How To Potty Train Your Teenager

June 19, 2009 (posted by Matt)

I am the worst kind of know-it-all. It’s a character flaw of which I have been painfully aware for years and, frankly, am not willing to change. I love acting smarter than everyone else. Even if I know absolutely nothing about a particular subject I will find some way to wax on about it for the next 30 mintes, and will leave you convinced that you came to the right place for answers, even if those answers were completely pulled out of you-know-where on the fly. Throw a word at me that’s not in my current vocabulary? I’ll sit there and mentally break down the root, origin and prefix until I can figure out what it means for an hour before I admit to you I had never heard it before. Yep. I am a total genius. I know everything.

My daughter is four years old and still isn’t potty trained. This bothers me on so many different levels I can’t begin to list them here, but the top two are probably having to change sheets, pants and underwear two thousand times a week and just the fact that I don’t know what I am doing in the least. We are flailing. I am certain that if we were to be evaluated by an expert in child development or some potty training guru, they would laugh hysterically and tell us to simply give up at this point. We have done everything wrong and I am frustrated beyond belief.

Here’s where we are right now: I am certain that my daughter possesses the physical control at this point to hold it in until its time to go. I know this because she will go for stretches of two to three days with no accidents at all, even at night. I also know she knows where, when and how to go because, when she’s having a good day, she likes to “show off” the fact that she’s doing it. The problem lies in her “bad days,” which can last for weeks where she goes in her pants or in her bed every single time. I’m talking 5-6 accidents a day. Maybe more. Regardless of what we read in books and what we have been told by friends, this creates a great deal of frustration for Aline and I and we admittedly let her see it. So now, thanks to our maturity and brilliance, when she is preparing to have an “accident” she goes to one of her hiding places where she won’t be seen. Usually under the dining room table or between the couch and the love seat. She actually prepares to wet her pants. To make matters worse, she will walk around with wet underwear all day long before she will let us see it. Because she wears a uniform to school, we sometimes don’t notice that she has had an accident (its hidden beneath her skirt) for hours. This causes rashes and can obviously lead to greater complications.
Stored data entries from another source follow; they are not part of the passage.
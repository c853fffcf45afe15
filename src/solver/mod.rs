//! Filtering and ranking
//!
//! The candidate pool shrinks with every turn; the entropy ranker then picks the
//! guesses that split what is left most evenly.

pub mod entropy;
mod pool;
mod session;

pub use entropy::{
    EntropyRanker, GuessMetrics, RankedSuggestion, RankerConfig, rank, rank_with_rng,
};
pub use pool::{CandidatePool, filter_pool};
pub use session::{Session, Turn};
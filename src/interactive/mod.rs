//! Full-screen interactive mode

mod app;
mod rendering;

pub use app::{App, GuessInfo, InputMode, Message, MessageStyle, Statistics, run_tui};
//! Core domain types for Wordle
//!
//! Words, the dictionary, feedback patterns and the consistency check between them.
//! Everything here is pure and free of I/O.

mod dictionary;
mod error;
mod feedback;
mod word;

pub use dictionary::Dictionary;
pub use error::{Error, Result};
pub use feedback::{FeedbackPattern, Mark, matches, matches_text};
pub use word::{WORD_LENGTH, Word};
//! Colored status lines on stderr
//!
//! Results go to stdout; anything about the run itself (what was loaded, what was skipped,
//! how long it took) goes through these helpers so it never mixes with piped output.

use colored::Colorize;

/// Print a status line
pub fn status(message: &str) {
    eprintln!("{} {message}", "::".bright_cyan().bold());
}

/// Print a status line only in verbose mode
pub fn detail(verbose: bool, message: &str) {
    if verbose {
        eprintln!("{} {}", "  ·".bright_black(), message.bright_black());
    }
}

/// Print a warning
pub fn warn(message: &str) {
    eprintln!("{} {message}", "warning:".yellow().bold());
}
//! Display functions for command results

use super::formatters::{colored_guess, create_progress_bar, entropy_bar, pattern_to_emoji};
use crate::commands::{AnalysisResult, BenchmarkResult, SolveResult, SuggestReport};
use colored::Colorize;

/// Print ranked suggestions and, for small pools, the remaining words
pub fn print_suggest_report(report: &SuggestReport<'_>) {
    println!("\n{}", "═".repeat(60).cyan());
    println!(
        " {} {} ",
        "SUGGESTIONS".bright_cyan().bold(),
        format!("({} candidates)", report.candidates).bright_black()
    );
    println!("{}", "═".repeat(60).cyan());

    println!();
    for (i, suggestion) in report.suggestions.iter().enumerate() {
        let bar = entropy_bar(suggestion.entropy, report.candidates, 20);
        println!(
            "  {}. {}  [{}] {}",
            i + 1,
            suggestion.word.text().to_uppercase().bright_white().bold(),
            bar.green(),
            format!("{:.3} bits", suggestion.entropy).bright_yellow()
        );
    }

    if !report.remaining.is_empty() {
        let shown = report
            .remaining
            .iter()
            .map(|word| word.text().to_uppercase())
            .collect::<Vec<_>>()
            .join(", ");
        let more = report.candidates - report.remaining.len();
        if more > 0 {
            println!("\n  Candidates: {shown} {}", format!("(+{more} more)").bright_black());
        } else {
            println!("\n  Candidates: {shown}");
        }
    }
}

/// Print the result of solving a word
pub fn print_solve_result(result: &SolveResult, verbose: bool) {
    println!("\n{}", "─".repeat(60).cyan());
    println!(
        "Solving: {}",
        result.target.to_uppercase().bright_yellow().bold()
    );
    println!("{}", "─".repeat(60).cyan());

    for (i, step) in result.guesses.iter().enumerate() {
        println!(
            "\nTurn {}: {} {}",
            i + 1,
            colored_guess(&step.word, step.pattern),
            pattern_to_emoji(step.pattern)
        );

        if !verbose {
            continue;
        }

        println!(
            "  Candidates: {} → {}",
            step.candidates_before, step.candidates_after
        );
        println!(
            "  Marks:      {} hit, {} present",
            step.pattern.count_hits(),
            step.pattern.count_present()
        );
        if let Some(entropy) = step.entropy {
            println!("  Entropy:    {entropy:.3} bits");
        }
        if let Some(expected) = step.expected_remaining {
            println!("  Expected:   {expected:.1} candidates");
        }
        if step.candidates_after > 0 && step.candidates_before > step.candidates_after {
            let ratio = step.candidates_before as f64 / step.candidates_after as f64;
            println!(
                "  Info gained: {:.3} bits ({ratio:.1}x reduction)",
                ratio.log2()
            );
        }
    }

    println!();
    let count = result.guesses.len();
    if result.success {
        println!(
            "{}",
            format!("✅ Solved in {count} {}!", plural(count, "guess", "guesses"))
                .green()
                .bold()
        );
    } else {
        println!(
            "{}",
            format!("❌ Failed to solve in {count} {}", plural(count, "guess", "guesses"))
                .red()
                .bold()
        );
    }
}

/// Print the result of word analysis
pub fn print_analysis_result(result: &AnalysisResult) {
    println!("\n{}", "═".repeat(60).cyan());
    println!(
        " {} {} ",
        "ENTROPY ANALYSIS:".bright_cyan().bold(),
        result.word.to_uppercase().bright_yellow().bold()
    );
    println!("{}", "═".repeat(60).cyan());

    let metrics = &result.metrics;
    let bar = entropy_bar(metrics.entropy, result.total_candidates, 30);

    println!("\n📊 Against {} possible answers:", result.total_candidates);
    println!(
        "   Entropy:     [{}] {}",
        bar.green(),
        format!("{:.3} bits", metrics.entropy).bright_yellow()
    );
    println!(
        "   Info gain:   {:.1}x reduction",
        result.expected_reduction
    );
    println!(
        "   Expected:    {:.1} candidates remain",
        metrics.expected_remaining
    );
    println!(
        "   Worst case:  {} candidates",
        metrics.max_partition
    );
    println!("   Groups:      {} distinct patterns", metrics.partitions);
    if result.is_candidate {
        println!("   {}", "Could still be the answer".green());
    } else {
        println!("   {}", "Cannot be the answer".bright_black());
    }
}

/// Print the result of a benchmark
pub fn print_benchmark_result(result: &BenchmarkResult) {
    println!("\n{}", "═".repeat(60).cyan());
    println!(" {} ", "BENCHMARK RESULTS".bright_cyan().bold());
    println!("{}", "═".repeat(60).cyan());

    println!("\n📊 {}", "Performance:".bright_cyan().bold());
    println!("   Words tested:     {}", result.total_words);
    println!(
        "   Solved:           {}",
        format!("{}/{}", result.solved, result.total_words).green()
    );
    println!(
        "   Average guesses:  {}",
        format!("{:.2}", result.average_guesses)
            .bright_yellow()
            .bold()
    );
    println!(
        "   Best case:        {}",
        format!("{}", result.min_guesses).green()
    );
    println!(
        "   Worst case:       {}",
        format!("{}", result.max_guesses).yellow()
    );
    println!("   Time taken:       {:.2}s", result.duration.as_secs_f64());
    println!("   Words/second:     {:.1}", result.words_per_second);

    if result.total_words == 0 {
        return;
    }

    println!("\n📈 {}", "Distribution:".bright_cyan().bold());
    for (&guess_count, &count) in &result.distribution {
        let pct = (count as f64 / result.total_words as f64) * 100.0;
        let bar = create_progress_bar(pct, 100.0, 40);
        println!("   {guess_count}: {} {count:4} ({pct:5.1}%)", bar.green());
    }

    if !result.failures.is_empty() {
        println!(
            "\n❌ {} {}",
            "Failed:".red().bold(),
            result.failures.join(", ").to_uppercase()
        );
    }
}

const fn plural<'a>(count: usize, one: &'a str, many: &'a str) -> &'a str {
    if count == 1 { one } else { many }
}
I consider myself a pretty good father for much of the same arrogant reasons I listed in the first paragraph. But I am lost. I’m frustrated, confused and flabbergasted. We have “potty training” my daughter for over a year. That, my friends, is not normal, no matter what anyone says. Apart from the personal embarrassment I feel for not being able to quickly master this skill and know all there is to know about it, I am really concerned about her. I am worried that there may be some deeper psychological issues at play here, and that just won’t do.
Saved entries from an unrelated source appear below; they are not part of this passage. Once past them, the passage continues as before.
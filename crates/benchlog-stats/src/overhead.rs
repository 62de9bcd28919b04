// Dweve Benchlog - Benchmark Log Analysis
//
// Copyright (c) 2025 Dweve IP B.V. and individual contributors.
//
// SPDX-License-Identifier: Apache-2.0
//
// Licensed under the Apache License, Version 2.0 (the "License");
// you may not use this file except in compliance with the License.
// You may obtain a copy of the License in the LICENSE file at the
// root of this repository or at: http://www.apache.org/licenses/LICENSE-2.0
//
// Unless required by applicable law or agreed to in writing, software
// distributed under the License is distributed on an "AS IS" BASIS,
// WITHOUT WARRANTIES OR CONDITIONS OF ANY KIND, either express or implied.
// See the License for the specific language governing permissions and
// limitations under the License.

//! UI overhead breakdown.
//!
//! Each combined run is paired with the library run of the same version.
//! The difference is the time spent outside the library. Overhead is not
//! clamped: a library run slower than its combined run gives a negative
//! overhead, which is reported as measured.

use crate::relative::Relative;
use crate::series::Series;
use std::collections::HashMap;
use std::fmt;
use tracing::warn;

/// Combined run split into library and overhead time.
#[derive(Debug, Clone, PartialEq)]
#[cfg_attr(feature = "serde", derive(serde::Serialize, serde::Deserialize))]
pub struct OverheadPoint {
    pub version: u32,
    pub combined_time: f64,
    pub library_time: f64,
    /// `combined_time - library_time`.
    pub overhead: f64,
    /// Library share of the combined time, in percent.
    pub library_share: f64,
    /// Overhead share of the combined time, in percent.
    pub overhead_share: f64,
    /// Overhead change relative to the first matched version.
    pub vs_base: Relative,
    /// Overhead change relative to the preceding matched version.
    pub vs_prev: Relative,
}

/// A combined version with no library run to pair with.
#[derive(Debug, Clone, Copy, PartialEq, Eq)]
#[cfg_attr(feature = "serde", derive(serde::Serialize, serde::Deserialize))]
pub struct CrossReferenceGap {
    pub version: u32,
}

impl fmt::Display for CrossReferenceGap {
    fn fmt(&self, f: &mut fmt::Formatter<'_>) -> fmt::Result {
        write!(f, "no library benchmark for version {}", self.version)
    }
}

/// First-to-last overhead summary.
#[derive(Debug, Clone, PartialEq)]
#[cfg_attr(feature = "serde", derive(serde::Serialize, serde::Deserialize))]
pub struct OverheadSummary {
    pub first_version: u32,
    pub last_version: u32,
    pub first_overhead: f64,
    pub last_overhead: f64,
    pub improvement: Relative,
}

/// Overhead for every matched combined version.
#[derive(Debug, Clone, Default, PartialEq)]
#[cfg_attr(feature = "serde", derive(serde::Serialize, serde::Deserialize))]
pub struct OverheadBreakdown {
    pub points: Vec<OverheadPoint>,
    /// Combined versions skipped for lack of a library run.
    pub gaps: Vec<CrossReferenceGap>,
}

impl OverheadBreakdown {
    /// Pair `combined` with `library` by version.
    pub fn compute(library: &Series, combined: &Series) -> Self {
        let library_times: HashMap<u32, f64> = library
            .points
            .iter()
            .map(|p| (p.version, p.execution_time))
            .collect();

        let mut breakdown = Self::default();
        for point in &combined.points {
            let Some(&library_time) = library_times.get(&point.version) else {
                warn!(version = point.version, "no library benchmark for combined version");
                breakdown.gaps.push(CrossReferenceGap {
                    version: point.version,
                });
                continue;
            };

            let combined_time = point.execution_time;
            let overhead = combined_time - library_time;
            let (library_share, overhead_share) = if combined_time > 0.0 {
                (
                    library_time / combined_time * 100.0,
                    overhead / combined_time * 100.0,
                )
            } else {
                (0.0, 0.0)
            };

            let (vs_base, vs_prev) = match (breakdown.points.first(), breakdown.points.last()) {
                (Some(first), Some(prev)) => (
                    Relative::between(first.overhead, overhead),
                    Relative::between(prev.overhead, overhead),
                ),
                _ => (Relative::Baseline, Relative::Baseline),
            };

            breakdown.points.push(OverheadPoint {
                version: point.version,
                combined_time,
                library_time,
                overhead,
                library_share,
                overhead_share,
                vs_base,
                vs_prev,
            });
        }
        breakdown
    }

    pub fn is_empty(&self) -> bool {
        self.points.is_empty()
    }

    /// `None` when no version could be matched.
    pub fn summary(&self) -> Option<OverheadSummary> {
        let first = self.points.first()?;
        let last = self.points.last()?;
        let improvement = if self.points.len() == 1 {
            Relative::Baseline
        } else {
            Relative::between(first.overhead, last.overhead)
        };
        Some(OverheadSummary {
            first_version: first.version,
            last_version: last.version,
            first_overhead: first.overhead,
            last_overhead: last.overhead,
            improvement,
        })
    }
}

#[cfg(test)]
mod tests {
    use super::*;
    use benchlog_core::{CommitInfo, ProjectTag, Run};

    fn runs(project: ProjectTag, timings: &[(u32, f64)]) -> Vec<Run> {
        timings
            .iter()
            .map(|&(version, seconds)| Run {
                version,
                commit: CommitInfo::default(),
                project,
                execution_time: seconds,
                timesteps_per_sec: 1.0,
                mcells_per_sec: 1.0,
                grid_width: 1,
                grid_height: 1,
                timesteps: 1,
                traits: vec![],
                line: 0,
            })
            .collect()
    }

    fn breakdown(lib: &[(u32, f64)], ui: &[(u32, f64)]) -> OverheadBreakdown {
        let library = Series::from_runs(&runs(ProjectTag::Library, lib), ProjectTag::Library);
        let combined = Series::from_runs(&runs(ProjectTag::Combined, ui), ProjectTag::Combined);
        OverheadBreakdown::compute(&library, &combined)
    }

    #[test]
    fn test_overhead_and_shares() {
        let b = breakdown(&[(1, 2.0)], &[(1, 5.0)]);
        let p = &b.points[0];
        assert_eq!(p.overhead, 3.0);
        assert_eq!(p.library_share, 40.0);
        assert_eq!(p.overhead_share, 60.0);
        assert!(p.vs_base.is_baseline());
        assert!(p.vs_prev.is_baseline());
    }

    #[test]
    fn test_overhead_speedups() {
        let b = breakdown(&[(1, 2.0), (2, 1.0), (3, 1.0)], &[(1, 10.0), (2, 5.0), (3, 3.0)]);
        let overheads: Vec<f64> = b.points.iter().map(|p| p.overhead).collect();
        assert_eq!(overheads, vec![8.0, 4.0, 2.0]);
        assert_eq!(b.points[1].vs_base.ratio(), 2.0);
        assert_eq!(b.points[2].vs_base.ratio(), 4.0);
        assert_eq!(b.points[2].vs_prev.ratio(), 2.0);
        let summary = b.summary().unwrap();
        assert_eq!(summary.improvement.ratio(), 4.0);
        assert_eq!((summary.first_version, summary.last_version), (1, 3));
    }

    #[test]
    fn test_zero_overhead_is_unbounded() {
        let b = breakdown(&[(1, 1.0), (2, 2.0)], &[(1, 3.0), (2, 2.0)]);
        assert_eq!(b.points[1].overhead, 0.0);
        assert!(b.points[1].vs_base.is_unbounded());
        assert!(b.points[1].vs_prev.is_unbounded());
        assert!(b.summary().unwrap().improvement.is_unbounded());
    }

    #[test]
    fn test_negative_overhead_is_not_clamped() {
        let b = breakdown(&[(1, 4.0)], &[(1, 3.0)]);
        assert_eq!(b.points[0].overhead, -1.0);
        assert!(b.points[0].overhead_share < 0.0);
    }

    #[test]
    fn test_missing_library_version_is_a_gap() {
        let b = breakdown(&[(1, 1.0), (3, 1.0)], &[(1, 4.0), (2, 3.0), (3, 2.0)]);
        assert_eq!(b.gaps, vec![CrossReferenceGap { version: 2 }]);
        let versions: Vec<u32> = b.points.iter().map(|p| p.version).collect();
        assert_eq!(versions, vec![1, 3]);
        assert_eq!(b.points[1].vs_prev.ratio(), 3.0);
        assert_eq!(b.gaps[0].to_string(), "no library benchmark for version 2");
    }

    #[test]
    fn test_no_matches() {
        let b = breakdown(&[], &[(1, 4.0)]);
        assert!(b.is_empty());
        assert!(b.summary().is_none());
        assert_eq!(b.gaps.len(), 1);
    }
}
So here I am, the great and powerful Oz, letting you see behind the curtain. I don’t know the first thing about potty training, and would love some help.

-Matt

If there’s a silver lining to this story its that, no matter how many accidents she has, we never run out of fresh, cool baby clothes. Check out RedSparks, our online store.



4 Responses to “How To Potty Train Your Teenager”


  1. Barbara Says:

    Laugh at you, Matt? Never. Ahem. (returning my hand from behind my back to key again)

    I just stopped by to wish you Happy Father’s Day. Sincerely, you are a wonderful blogger friend and I hope you have a wonderful accident-free day.

    I’m recalling a few posts on this topic this year. I know how much it pains you to admit defeat. I am certain you and Aline are not the only parents feeling the fear of teen potty training. Well, maybe. You are one to shoot to the future a bit fast.

    I happily defer to your potty training guru. And I recommend another to read – but you will have to figure out how to get to the topic in need – mycharmingkids.net.

    I just had a discussion regarding this issue last evening with a ‘tough love’-minded-mama of six. For one particularly stubborn son, he was potty trained after being sent outside with dirty pants. She even put an umbrella over him after he fell asleep in the grass (southern CA, like you). Later, she saw flies buzzing around his bottom.

    My only suggestion at this point is to take away her underwear when she is at home. That should also help heal her skin. Can you enlist the help of adults at her school?

    How’s the baby? Has he shot you in the face yet?
    Barbara´s last blog ..You are what you eat. My ComLuv Profile

    [reply]


  2. Mr Lady Says:

    You know what? I have NO CLUE what to tell you here. My guess is maybe starting a really regimented potty schedule, like once ever hour we go potty with someone, like it or not. With a brand new baby in the house. Yeah, not going to happen.

    Here’s what I WILL tell you…3of3 occasionally just poops her pants. Sometimes she will not go on the loo no matter how hard I try to drag her in there. Oh, and she’s started wanting to pee outside. Yesterday, in the middle of Whistler, she decided she had to pee in the grass. Know what I did? I let her, that’s what.

    All I know is that sometimes it’s a control thing and sometimes it’s honestly just a bladder thing. My 9 year old still has nighttime accidents on occasion. Shit happens.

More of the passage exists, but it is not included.